Collected data entries
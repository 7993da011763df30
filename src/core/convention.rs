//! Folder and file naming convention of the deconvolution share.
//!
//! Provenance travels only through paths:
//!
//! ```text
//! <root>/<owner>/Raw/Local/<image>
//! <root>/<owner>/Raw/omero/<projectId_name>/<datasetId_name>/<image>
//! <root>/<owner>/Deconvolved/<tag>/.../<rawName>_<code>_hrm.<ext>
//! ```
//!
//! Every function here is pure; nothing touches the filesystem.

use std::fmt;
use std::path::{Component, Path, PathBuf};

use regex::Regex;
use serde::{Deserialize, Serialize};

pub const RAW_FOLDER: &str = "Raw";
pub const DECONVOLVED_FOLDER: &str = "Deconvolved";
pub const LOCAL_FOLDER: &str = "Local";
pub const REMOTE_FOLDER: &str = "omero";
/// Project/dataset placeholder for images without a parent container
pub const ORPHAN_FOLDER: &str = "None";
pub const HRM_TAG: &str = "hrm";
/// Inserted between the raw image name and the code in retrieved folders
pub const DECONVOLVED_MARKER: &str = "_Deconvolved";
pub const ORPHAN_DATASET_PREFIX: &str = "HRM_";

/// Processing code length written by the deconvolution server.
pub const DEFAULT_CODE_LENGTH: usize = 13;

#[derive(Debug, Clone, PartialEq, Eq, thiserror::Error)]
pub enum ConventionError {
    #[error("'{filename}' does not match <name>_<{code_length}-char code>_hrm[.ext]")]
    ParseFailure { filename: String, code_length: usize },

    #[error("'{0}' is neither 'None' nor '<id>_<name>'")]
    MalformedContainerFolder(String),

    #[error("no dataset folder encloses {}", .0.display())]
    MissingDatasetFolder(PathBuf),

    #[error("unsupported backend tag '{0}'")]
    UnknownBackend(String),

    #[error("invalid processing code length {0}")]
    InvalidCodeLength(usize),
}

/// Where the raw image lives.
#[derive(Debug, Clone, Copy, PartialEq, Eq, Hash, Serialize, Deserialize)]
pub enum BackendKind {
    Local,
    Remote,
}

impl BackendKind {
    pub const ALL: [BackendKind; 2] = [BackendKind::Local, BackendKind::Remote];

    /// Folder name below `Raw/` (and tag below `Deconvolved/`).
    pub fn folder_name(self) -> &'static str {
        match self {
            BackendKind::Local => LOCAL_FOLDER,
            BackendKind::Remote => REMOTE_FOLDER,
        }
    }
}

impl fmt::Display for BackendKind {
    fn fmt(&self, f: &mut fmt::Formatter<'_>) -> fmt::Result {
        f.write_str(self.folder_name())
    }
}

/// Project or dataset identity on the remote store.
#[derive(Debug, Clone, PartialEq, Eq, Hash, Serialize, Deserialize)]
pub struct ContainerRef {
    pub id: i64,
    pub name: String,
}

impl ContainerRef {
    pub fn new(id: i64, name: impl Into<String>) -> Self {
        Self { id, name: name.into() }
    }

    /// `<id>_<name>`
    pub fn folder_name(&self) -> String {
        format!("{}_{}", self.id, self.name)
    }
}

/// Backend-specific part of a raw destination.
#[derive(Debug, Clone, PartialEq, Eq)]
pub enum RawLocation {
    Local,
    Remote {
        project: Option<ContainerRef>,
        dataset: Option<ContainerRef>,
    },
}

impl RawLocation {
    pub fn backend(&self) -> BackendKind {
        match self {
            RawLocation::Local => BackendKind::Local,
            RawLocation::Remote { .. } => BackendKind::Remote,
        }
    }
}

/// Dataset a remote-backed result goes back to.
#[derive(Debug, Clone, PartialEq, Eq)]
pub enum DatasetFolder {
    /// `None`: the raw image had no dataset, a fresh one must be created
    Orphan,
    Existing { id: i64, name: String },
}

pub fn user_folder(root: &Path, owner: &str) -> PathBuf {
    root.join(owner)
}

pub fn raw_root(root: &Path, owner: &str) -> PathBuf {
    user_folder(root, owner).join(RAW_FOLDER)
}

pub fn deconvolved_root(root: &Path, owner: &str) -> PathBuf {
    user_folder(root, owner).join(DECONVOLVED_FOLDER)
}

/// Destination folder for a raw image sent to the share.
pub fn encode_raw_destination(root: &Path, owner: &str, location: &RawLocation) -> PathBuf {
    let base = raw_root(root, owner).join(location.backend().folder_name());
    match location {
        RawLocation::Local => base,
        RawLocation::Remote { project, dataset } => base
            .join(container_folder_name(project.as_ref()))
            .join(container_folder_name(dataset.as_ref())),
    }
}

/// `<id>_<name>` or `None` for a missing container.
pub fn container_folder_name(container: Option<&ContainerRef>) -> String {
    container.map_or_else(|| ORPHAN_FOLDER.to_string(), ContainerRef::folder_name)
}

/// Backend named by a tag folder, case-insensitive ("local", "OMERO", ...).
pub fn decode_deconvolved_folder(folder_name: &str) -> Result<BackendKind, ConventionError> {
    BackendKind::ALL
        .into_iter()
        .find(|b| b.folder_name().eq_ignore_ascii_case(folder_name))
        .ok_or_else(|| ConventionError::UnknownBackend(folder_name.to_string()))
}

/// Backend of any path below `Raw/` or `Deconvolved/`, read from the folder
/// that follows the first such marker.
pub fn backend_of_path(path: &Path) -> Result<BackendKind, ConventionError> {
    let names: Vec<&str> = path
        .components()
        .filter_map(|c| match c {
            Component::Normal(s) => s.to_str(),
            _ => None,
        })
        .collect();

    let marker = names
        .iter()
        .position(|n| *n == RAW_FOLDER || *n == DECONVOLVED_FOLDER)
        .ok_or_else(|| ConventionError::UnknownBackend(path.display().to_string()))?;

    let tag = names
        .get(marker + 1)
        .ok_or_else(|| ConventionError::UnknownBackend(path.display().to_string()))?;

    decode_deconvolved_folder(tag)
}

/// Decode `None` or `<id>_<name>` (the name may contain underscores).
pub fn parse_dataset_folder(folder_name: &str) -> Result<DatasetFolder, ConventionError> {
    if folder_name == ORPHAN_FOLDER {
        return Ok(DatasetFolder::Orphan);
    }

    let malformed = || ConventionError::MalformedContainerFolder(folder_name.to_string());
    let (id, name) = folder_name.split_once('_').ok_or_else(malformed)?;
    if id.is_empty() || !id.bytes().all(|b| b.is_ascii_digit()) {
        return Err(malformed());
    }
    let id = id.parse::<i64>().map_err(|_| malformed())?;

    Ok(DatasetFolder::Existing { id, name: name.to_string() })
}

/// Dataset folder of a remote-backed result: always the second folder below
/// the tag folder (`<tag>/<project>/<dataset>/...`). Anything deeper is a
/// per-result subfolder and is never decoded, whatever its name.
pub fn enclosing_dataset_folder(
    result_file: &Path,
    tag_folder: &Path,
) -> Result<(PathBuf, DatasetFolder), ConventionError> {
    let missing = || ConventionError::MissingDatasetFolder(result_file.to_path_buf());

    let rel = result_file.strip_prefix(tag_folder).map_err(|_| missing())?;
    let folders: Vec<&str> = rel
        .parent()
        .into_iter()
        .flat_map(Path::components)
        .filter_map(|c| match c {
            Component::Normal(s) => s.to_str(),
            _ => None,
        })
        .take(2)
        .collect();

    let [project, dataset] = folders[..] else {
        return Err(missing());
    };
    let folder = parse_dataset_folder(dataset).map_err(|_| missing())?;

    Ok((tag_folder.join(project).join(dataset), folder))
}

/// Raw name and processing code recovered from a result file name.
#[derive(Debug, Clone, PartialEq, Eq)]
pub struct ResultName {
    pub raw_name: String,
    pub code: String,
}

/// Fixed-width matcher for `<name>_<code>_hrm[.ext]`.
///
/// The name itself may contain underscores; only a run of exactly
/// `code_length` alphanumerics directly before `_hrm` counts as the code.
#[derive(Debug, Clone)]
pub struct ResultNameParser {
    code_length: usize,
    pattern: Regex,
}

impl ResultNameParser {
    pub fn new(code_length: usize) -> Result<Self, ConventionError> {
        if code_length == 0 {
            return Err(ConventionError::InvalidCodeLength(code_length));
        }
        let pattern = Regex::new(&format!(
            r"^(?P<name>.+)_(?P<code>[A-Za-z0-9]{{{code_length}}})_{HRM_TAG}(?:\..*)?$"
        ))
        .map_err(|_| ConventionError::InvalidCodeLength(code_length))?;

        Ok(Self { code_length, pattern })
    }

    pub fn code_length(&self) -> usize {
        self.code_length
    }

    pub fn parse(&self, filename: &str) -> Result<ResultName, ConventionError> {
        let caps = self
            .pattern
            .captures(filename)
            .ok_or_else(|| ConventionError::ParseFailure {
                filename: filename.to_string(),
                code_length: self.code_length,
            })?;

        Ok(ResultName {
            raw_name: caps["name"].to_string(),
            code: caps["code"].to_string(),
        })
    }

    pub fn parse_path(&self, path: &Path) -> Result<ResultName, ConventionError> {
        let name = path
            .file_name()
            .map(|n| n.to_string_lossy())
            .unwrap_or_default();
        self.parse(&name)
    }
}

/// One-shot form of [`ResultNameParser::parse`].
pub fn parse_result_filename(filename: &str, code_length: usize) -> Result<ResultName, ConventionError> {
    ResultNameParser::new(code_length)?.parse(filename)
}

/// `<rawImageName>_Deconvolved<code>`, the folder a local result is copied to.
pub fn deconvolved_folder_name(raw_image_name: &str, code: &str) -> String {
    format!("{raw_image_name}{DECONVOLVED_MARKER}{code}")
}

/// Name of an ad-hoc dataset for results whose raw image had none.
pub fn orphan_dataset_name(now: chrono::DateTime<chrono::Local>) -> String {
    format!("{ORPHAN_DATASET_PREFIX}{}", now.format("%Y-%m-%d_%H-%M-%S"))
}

To do:
Look at the records above. Copy every line where the string "Hash" occurs.

Answer box:
#[derive(Debug, Clone, Copy, PartialEq, Eq, Hash, Serialize, Deserialize)]
#[derive(Debug, Clone, PartialEq, Eq, Hash, Serialize, Deserialize)]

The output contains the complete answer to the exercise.